| WHAT IS NEEDED |
Of the lines below, write out exactly those from the line with "fn tick(&mut self, _remaining: u32)" through the line with "Ok(cue) => return", both included, and skip the rest.
*** GIVEN INFORMATION Section Begins ***
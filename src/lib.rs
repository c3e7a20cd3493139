//! Landmark sequence collector for action recognition datasets.
//!
//! This library records labeled sequences of body, face and hand landmarks
//! from a webcam or a video file using:
//! - ONNX Runtime for the pose, face and hand landmark models
//! - `OpenCV` for capture, drawing and the preview window
//! - `ndarray` for fixed-length keypoint vectors written as `.npy` or `.pkl`
//!
//! The collection pipeline consists of:
//! 1. A countdown with an audible cue
//! 2. Reading frames and estimating landmarks for each sequence
//! 3. Flattening the landmarks into a 1662 value keypoint vector
//! 4. Saving each frame under `<data_path>/<action>/<sequence>/<frame>.<ext>`
//!
//! # Examples
//!
//! ## Extracting keypoints
//!
//! ```
//! use landmark_collector::keypoints::{extract_keypoints, HolisticLandmarks, Landmark};
//!
//! let landmarks = HolisticLandmarks {
//!     right_hand: Some(vec![Landmark::new(0.5, 0.5, 0.0); 21]),
//!     ..Default::default()
//! };
//! let keypoints = extract_keypoints(&landmarks);
//! assert_eq!(keypoints.len(), 1662);
//! ```
//!
//! ## Recording a session
//!
//! ```no_run
//! use landmark_collector::{config::Config, cue::SilentCue, worker::{DefaultBackend, Worker, WorkerEvent}};
//!
//! # fn main() -> Result<(), Box<dyn std::error::Error>> {
//! let config = Config::from_file("config.json")?;
//! let (worker, events) = Worker::spawn(config, Box::new(DefaultBackend), Box::new(SilentCue))?;
//!
//! worker.start("hello");
//! for event in &events {
//!     if let WorkerEvent::CollectionFinished { buffered, .. } = event {
//!         println!("{buffered} frames recorded");
//!         break;
//!     }
//! }
//! worker.save();
//! # Ok(())
//! # }
//! ```

/// Landmark estimation with ONNX pose, face and hand models
pub mod holistic;

/// Landmark types and keypoint vector extraction
pub mod keypoints;

/// Landmark overlays and collection captions
pub mod overlay;

/// Webcam and video file frame sources
pub mod capture;

/// Dataset folder layout and keypoint persistence
pub mod dataset;

/// Countdown cue playback
pub mod cue;

/// Background collection worker
pub mod worker;

/// Utility functions for image processing and coordinate transformations
pub mod utils;

/// Error types and result handling
pub mod error;

/// Interactive window and headless runner
pub mod app;

/// Constants used throughout the application
pub mod constants;

/// Configuration management
pub mod config;

pub use error::{Error, Result};
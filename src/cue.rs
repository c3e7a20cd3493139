//! Audible countdown cue played before recording starts.

use crate::Result;

/// Signals one countdown tick to the person being recorded
pub trait CountdownCue: Send {
    /// Called once per countdown second with the seconds left before that tick
    fn tick(&mut self, remaining: u32) -> Result<()>;
}

/// Cue that makes no sound
#[derive(Debug, Default, Clone, Copy)]
pub struct SilentCue;

impl CountdownCue for SilentCue {
    fn tick(&mut self, _remaining: u32) -> Result<()> {
        Ok(())
    }
}

#[cfg(feature = "audio")]
pub use tone::ToneCue;

/// Default cue for the build: a tone when audio is compiled in, silence otherwise
pub fn default_cue(sound: Option<&std::path::Path>) -> Box<dyn CountdownCue> {
    #[cfg(feature = "audio")]
    {
        match ToneCue::new(sound) {
            Ok(cue) => return Box::new(cue),
            Err(e) => log::warn!("Countdown cue unavailable, continuing silently: {e}"),
        }
    }
    #[cfg(not(feature = "audio"))]
    let _ = sound;

    Box::new(SilentCue)
}

#[cfg(feature = "audio")]
mod tone {
    use super::CountdownCue;
    use crate::constants::{CUE_TONE_HZ, CUE_TONE_MS};
    use crate::{Error, Result};
    use cpal::traits::{DeviceTrait, HostTrait, StreamTrait};
    use cpal::{FromSample, Sample, SampleFormat, SizedSample};
    use log::{debug, warn};
    use std::path::Path;
    use std::sync::atomic::{AtomicUsize, Ordering};
    use std::sync::Arc;
    use std::time::Duration;

    /// Mono samples at a given rate
    #[derive(Debug, Clone)]
    struct Clip {
        samples: Arc<Vec<f32>>,
        sample_rate: u32,
    }

    impl Clip {
        fn beep(sample_rate: u32) -> Self {
            #[allow(clippy::cast_possible_truncation)]
            let count = (u64::from(sample_rate) * CUE_TONE_MS / 1000) as usize;
            #[allow(clippy::cast_precision_loss)]
            let samples = (0..count)
                .map(|i| {
                    let t = i as f32 / sample_rate as f32;
                    // Short linear fade out avoids a click at the end
                    let envelope = 1.0 - i as f32 / count as f32;
                    0.4 * envelope * (2.0 * std::f32::consts::PI * CUE_TONE_HZ * t).sin()
                })
                .collect();
            Self {
                samples: Arc::new(samples),
                sample_rate,
            }
        }

        fn from_wav(path: &Path) -> Result<Self> {
            let mut reader = hound::WavReader::open(path).map_err(|e| Error::Audio(e.to_string()))?;
            let spec = reader.spec();
            let channels = usize::from(spec.channels.max(1));

            let interleaved: Vec<f32> = match spec.sample_format {
                hound::SampleFormat::Float => reader
                    .samples::<f32>()
                    .collect::<std::result::Result<_, _>>()
                    .map_err(|e| Error::Audio(e.to_string()))?,
                hound::SampleFormat::Int => {
                    #[allow(clippy::cast_precision_loss)]
                    let scale = (1_i64 << (spec.bits_per_sample.max(1) - 1)) as f32;
                    reader
                        .samples::<i32>()
                        .map(|s| s.map(|v| v as f32 / scale))
                        .collect::<std::result::Result<_, _>>()
                        .map_err(|e| Error::Audio(e.to_string()))?
                }
            };

            #[allow(clippy::cast_precision_loss)]
            let samples = interleaved
                .chunks(channels)
                .map(|frame| frame.iter().sum::<f32>() / frame.len() as f32)
                .collect();

            Ok(Self {
                samples: Arc::new(samples),
                sample_rate: spec.sample_rate,
            })
        }

        fn duration(&self) -> Duration {
            #[allow(clippy::cast_precision_loss)]
            Duration::from_secs_f32(self.samples.len() as f32 / self.sample_rate.max(1) as f32)
        }
    }

    /// Write `samples` into interleaved output frames starting at `cursor`
    ///
    /// Each source sample is repeated on every channel and `step` source
    /// samples are consumed per output frame.
    fn fill_frames<T>(data: &mut [T], channels: usize, samples: &[f32], cursor: &AtomicUsize, step: f32)
    where
        T: Sample + FromSample<f32>,
    {
        for frame in data.chunks_mut(channels.max(1)) {
            let n = cursor.fetch_add(1, Ordering::Relaxed);
            #[allow(clippy::cast_precision_loss, clippy::cast_possible_truncation, clippy::cast_sign_loss)]
            let source_index = (n as f32 * step) as usize;
            let value = samples.get(source_index).copied().unwrap_or(0.0);
            frame.fill(T::from_sample(value));
        }
    }

    /// Plays a short clip through the default output device on every tick
    pub struct ToneCue {
        device: cpal::Device,
        config: cpal::StreamConfig,
        sample_format: SampleFormat,
        clip: Clip,
    }

    impl ToneCue {
        /// Open the default output device and load `sound`, falling back to a beep
        ///
        /// # Errors
        ///
        /// Returns an error if no output device is available
        pub fn new(sound: Option<&Path>) -> Result<Self> {
            let host = cpal::default_host();
            let device = host
                .default_output_device()
                .ok_or_else(|| Error::Audio("No default output device".to_string()))?;
            let supported = device
                .default_output_config()
                .map_err(|e| Error::Audio(format!("Failed to get output config: {e}")))?;
            let sample_format = supported.sample_format();
            let config: cpal::StreamConfig = supported.into();

            let clip = match sound.filter(|p| p.exists()) {
                Some(path) => match Clip::from_wav(path) {
                    Ok(clip) => clip,
                    Err(e) => {
                        warn!("Could not load {}: {e}; using a beep", path.display());
                        Clip::beep(config.sample_rate.0)
                    }
                },
                None => Clip::beep(config.sample_rate.0),
            };

            debug!("Cue output: {} Hz, {sample_format:?}", config.sample_rate.0);
            Ok(Self {
                device,
                config,
                sample_format,
                clip,
            })
        }

        fn play(&self) -> Result<()> {
            match self.sample_format {
                SampleFormat::F32 => self.play_as::<f32>(),
                SampleFormat::F64 => self.play_as::<f64>(),
                SampleFormat::I16 => self.play_as::<i16>(),
                SampleFormat::I32 => self.play_as::<i32>(),
                SampleFormat::U16 => self.play_as::<u16>(),
                SampleFormat::U8 => self.play_as::<u8>(),
                other => Err(Error::Audio(format!("Unsupported output sample format {other:?}"))),
            }
        }

        fn play_as<T>(&self) -> Result<()>
        where
            T: SizedSample + FromSample<f32>,
        {
            let channels = usize::from(self.config.channels.max(1));
            let samples = Arc::clone(&self.clip.samples);
            let position = Arc::new(AtomicUsize::new(0));
            // Naive nearest-sample resampling is fine for a beep
            #[allow(clippy::cast_precision_loss)]
            let step = self.clip.sample_rate as f32 / self.config.sample_rate.0.max(1) as f32;

            let cursor = Arc::clone(&position);
            let stream = self
                .device
                .build_output_stream(
                    &self.config,
                    move |data: &mut [T], _: &cpal::OutputCallbackInfo| {
                        fill_frames(data, channels, &samples, &cursor, step);
                    },
                    |err| warn!("Cue playback error: {err}"),
                    None,
                )
                .map_err(|e| Error::Audio(format!("Failed to build output stream: {e}")))?;

            stream
                .play()
                .map_err(|e| Error::Audio(format!("Failed to start playback: {e}")))?;
            std::thread::sleep(self.clip.duration());
            drop(stream);

            debug!("Cue played {} frames", position.load(Ordering::Relaxed));
            Ok(())
        }
    }

    impl CountdownCue for ToneCue {
        fn tick(&mut self, remaining: u32) -> Result<()> {
            debug!("Countdown tick {remaining}");
            self.play()
        }
    }

}
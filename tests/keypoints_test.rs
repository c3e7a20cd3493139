//! Property tests for keypoint vector extraction

use landmark_collector::{
    constants::{FACE_VECTOR_LEN, HAND_VECTOR_LEN, KEYPOINT_VECTOR_LEN, POSE_VECTOR_LEN},
    keypoints::{extract_keypoints, HolisticLandmarks, Landmark},
};
use proptest::prelude::*;

fn group(len: usize, value: f32) -> Vec<Landmark> {
    vec![
        Landmark {
            x: value,
            y: value,
            z: value,
            visibility: value,
        };
        len
    ]
}

fn maybe_group() -> impl Strategy<Value = Option<usize>> {
    prop::option::of(0usize..600)
}

proptest! {
    #[test]
    fn prop_vector_length_is_fixed(
        pose in maybe_group(),
        face in maybe_group(),
        left in maybe_group(),
        right in maybe_group(),
    ) {
        let landmarks = HolisticLandmarks {
            pose: pose.map(|n| group(n, 0.5)),
            face: face.map(|n| group(n, 0.5)),
            left_hand: left.map(|n| group(n, 0.5)),
            right_hand: right.map(|n| group(n, 0.5)),
        };
        prop_assert_eq!(extract_keypoints(&landmarks).len(), KEYPOINT_VECTOR_LEN);
    }

    #[test]
    fn prop_missing_groups_are_zero(left_present in any::<bool>(), value in 0.01f32..1.0) {
        let landmarks = HolisticLandmarks {
            pose: None,
            face: Some(group(468, value)),
            left_hand: left_present.then(|| group(21, value)),
            right_hand: None,
        };
        let keypoints = extract_keypoints(&landmarks);

        let face_start = POSE_VECTOR_LEN;
        let left_start = face_start + FACE_VECTOR_LEN;
        let right_start = left_start + HAND_VECTOR_LEN;

        prop_assert!(keypoints.iter().take(POSE_VECTOR_LEN).all(|&v| v == 0.0));
        prop_assert!(keypoints.iter().skip(face_start).take(FACE_VECTOR_LEN).all(|&v| v == value));
        prop_assert!(keypoints
            .iter()
            .skip(left_start)
            .take(HAND_VECTOR_LEN)
            .all(|&v| v == if left_present { value } else { 0.0 }));
        prop_assert!(keypoints.iter().skip(right_start).all(|&v| v == 0.0));
    }
}

#[test]
fn test_group_lengths_sum_to_vector_length() {
    assert_eq!(POSE_VECTOR_LEN, 132);
    assert_eq!(FACE_VECTOR_LEN, 1404);
    assert_eq!(HAND_VECTOR_LEN, 63);
    assert_eq!(KEYPOINT_VECTOR_LEN, 1662);
}

#[test]
fn test_empty_detection_is_all_zero() {
    let keypoints = extract_keypoints(&HolisticLandmarks::default());
    assert!(keypoints.iter().all(|&v| v == 0.0));
}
*** GIVEN INFORMATION Section Ends ***
| SOLVED EXERCISE |
    fn tick(&mut self, _remaining: u32) -> Result<()> {
        Ok(())
    }
}

#[cfg(feature = "audio")]
pub use tone::ToneCue;

/// Default cue for the build: a tone when audio is compiled in, silence otherwise
pub fn default_cue(sound: Option<&std::path::Path>) -> Box<dyn CountdownCue> {
    #[cfg(feature = "audio")]
    {
        match ToneCue::new(sound) {
            Ok(cue) => return Box::new(cue),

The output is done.